To do.
Please read the records below and return each line holding the string "impl".

Supplied material.
┌──
//! yqlkit Core - typestate builders for YQL statements
//!
//! Three independent flows each produce a finished statement string:
//!
//! - [`select`] → `from` → `where_`/`or_where` → `order_by` → `limit` → `offset` → `build`
//! - [`upsert`] → `into` → `build`
//! - [`bulk_upsert`] → `into` → `build`
//!
//! Every step returns a distinct type exposing only the calls legal from
//! there, so `select(..).limit(10)` does not compile. Nothing here talks to a
//! database; hand the built string to an [`Executor`].
//!
//! ```
//! use yqlkit_core::{select, upsert, QueryBuilder, Row};
//!
//! let query = select(["date", "count"])
//!     .from("attendance")?
//!     .where_(["year = 2024"])
//!     .order_by("date")
//!     .limit(100)
//!     .build();
//! assert_eq!(
//!     query,
//!     "SELECT date, count FROM attendance WHERE (year = 2024) ORDER BY date LIMIT 100;"
//! );
//!
//! let save = upsert(Row::new().with("date", 1u64).with("count", 42))
//!     .into("attendance")?
//!     .build();
//! assert_eq!(save, "UPSERT INTO attendance (date, count) VALUES (1, 42);");
//! # Ok::<(), yqlkit_core::Error>(())
//! ```
//!
//! Out-of-order calls are rejected at compile time:
//!
//! ```compile_fail
//! use yqlkit_core::select;
//!
//! let _ = select(()).limit(10);
//! ```
//!
//! ```compile_fail
//! use yqlkit_core::select;
//!
//! let _ = select(()).from("t").unwrap().order_by("id").where_("a = 1");
//! ```

pub mod builder;
pub mod error;
pub mod executor;
pub mod operator;
pub mod predicate;
pub mod row;
pub mod value;

// Re-export main types
pub use builder::{
    BulkUpsertBuilderComplete, BulkUpsertBuilderInitial, IntoColumns, QueryBuilder,
    SelectBuilderComplete, SelectBuilderInitial, SelectBuilderLimited, SelectBuilderOffset,
    SelectBuilderOrdered, StructDescriptor, UpsertBuilderComplete, UpsertBuilderInitial,
    WhereConnector, MAX_ROWS,
};
pub use error::{Error, Result};
pub use executor::{
    ExecutableStatement, Executor, Outcome, Param, Params, FAILURE_CODE, SUCCESS_CODE,
};
pub use operator::{op, IntoOperator, Operator};
pub use predicate::{IntoPredicates, Predicate};
pub use row::Row;
pub use value::Value;

/// Create a new SELECT query builder for the given columns.
///
/// An empty list (or `()`) selects `*`.
pub fn select<T>(fields: T) -> SelectBuilderInitial
where
    T: IntoColumns,
{
    SelectBuilderInitial::new(fields)
}

/// Create a new `SELECT *` query builder
pub fn select_all() -> SelectBuilderInitial {
    SelectBuilderInitial::new(())
}

/// Create a new single-row UPSERT builder
pub fn upsert(row: impl Into<Row>) -> UpsertBuilderInitial {
    UpsertBuilderInitial::new(row)
}

/// Create a new bulk UPSERT builder for rows shaped like `descriptor`
///
/// # Examples
/// ```
/// use yqlkit_core::{bulk_upsert, QueryBuilder, StructDescriptor};
///
/// let descriptor = StructDescriptor::new("$rows")
///     .field("date", "Uint64")
///     .field("count", "Uint32");
/// let sql = bulk_upsert(descriptor).into("attendance")?.build();
/// assert!(sql.starts_with("DECLARE $rows AS List<Struct<"));
/// assert!(sql.ends_with("FROM AS_TABLE($rows);"));
/// # Ok::<(), yqlkit_core::Error>(())
/// ```
pub fn bulk_upsert(descriptor: impl Into<StructDescriptor>) -> BulkUpsertBuilderInitial {
    BulkUpsertBuilderInitial::new(descriptor)
}

/// Reserved for a future DELETE flow. Currently does nothing.
pub fn remove() {}

#[cfg(test)]
mod tests {
    use super::*;

    #[test]
    fn test_flows_are_independent() {
        let read = select(["count"]).from("attendance").unwrap().where_("year = 2024");
        let write = upsert([("count", 1)]).into("attendance").unwrap();
        let bulk = bulk_upsert(("$rows", [("count", "Uint32")]))
            .into("attendance")
            .unwrap();

        assert_eq!(
            read.build(),
            "SELECT count FROM attendance WHERE (year = 2024);"
        );
        assert_eq!(write.build(), "UPSERT INTO attendance (count) VALUES (1);");
        assert!(bulk.build().contains("count: Uint32"));
    }

    #[test]
    fn test_remove_is_a_noop() {
        remove();
        assert_eq!(select(()).from("t").unwrap().build(), "SELECT * FROM t;");
    }

    #[test]
    fn test_select_prefix_and_suffix() {
        let fields = ["a", "b", "c"];
        let sql = select(fields).from("events").unwrap().build();
        assert!(sql.starts_with("SELECT a, b, c"));
        assert!(sql.ends_with("FROM events;"));
    }

    #[test]
    fn test_table_name_errors_across_flows() {
        assert!(matches!(select(()).from(""), Err(Error::InvalidArgument { .. })));
        assert!(matches!(upsert([("id", 1)]).into(""), Err(Error::InvalidArgument { .. })));
        assert!(matches!(
            bulk_upsert(StructDescriptor::new("$rows")).into(""),
            Err(Error::InvalidArgument { .. })
        ));
    }
}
└──
Solution.
pub fn upsert(row: impl Into<Row>) -> UpsertBuilderInitial {
pub fn bulk_upsert(descriptor: impl Into<StructDescriptor>) -> BulkUpsertBuilderInitial {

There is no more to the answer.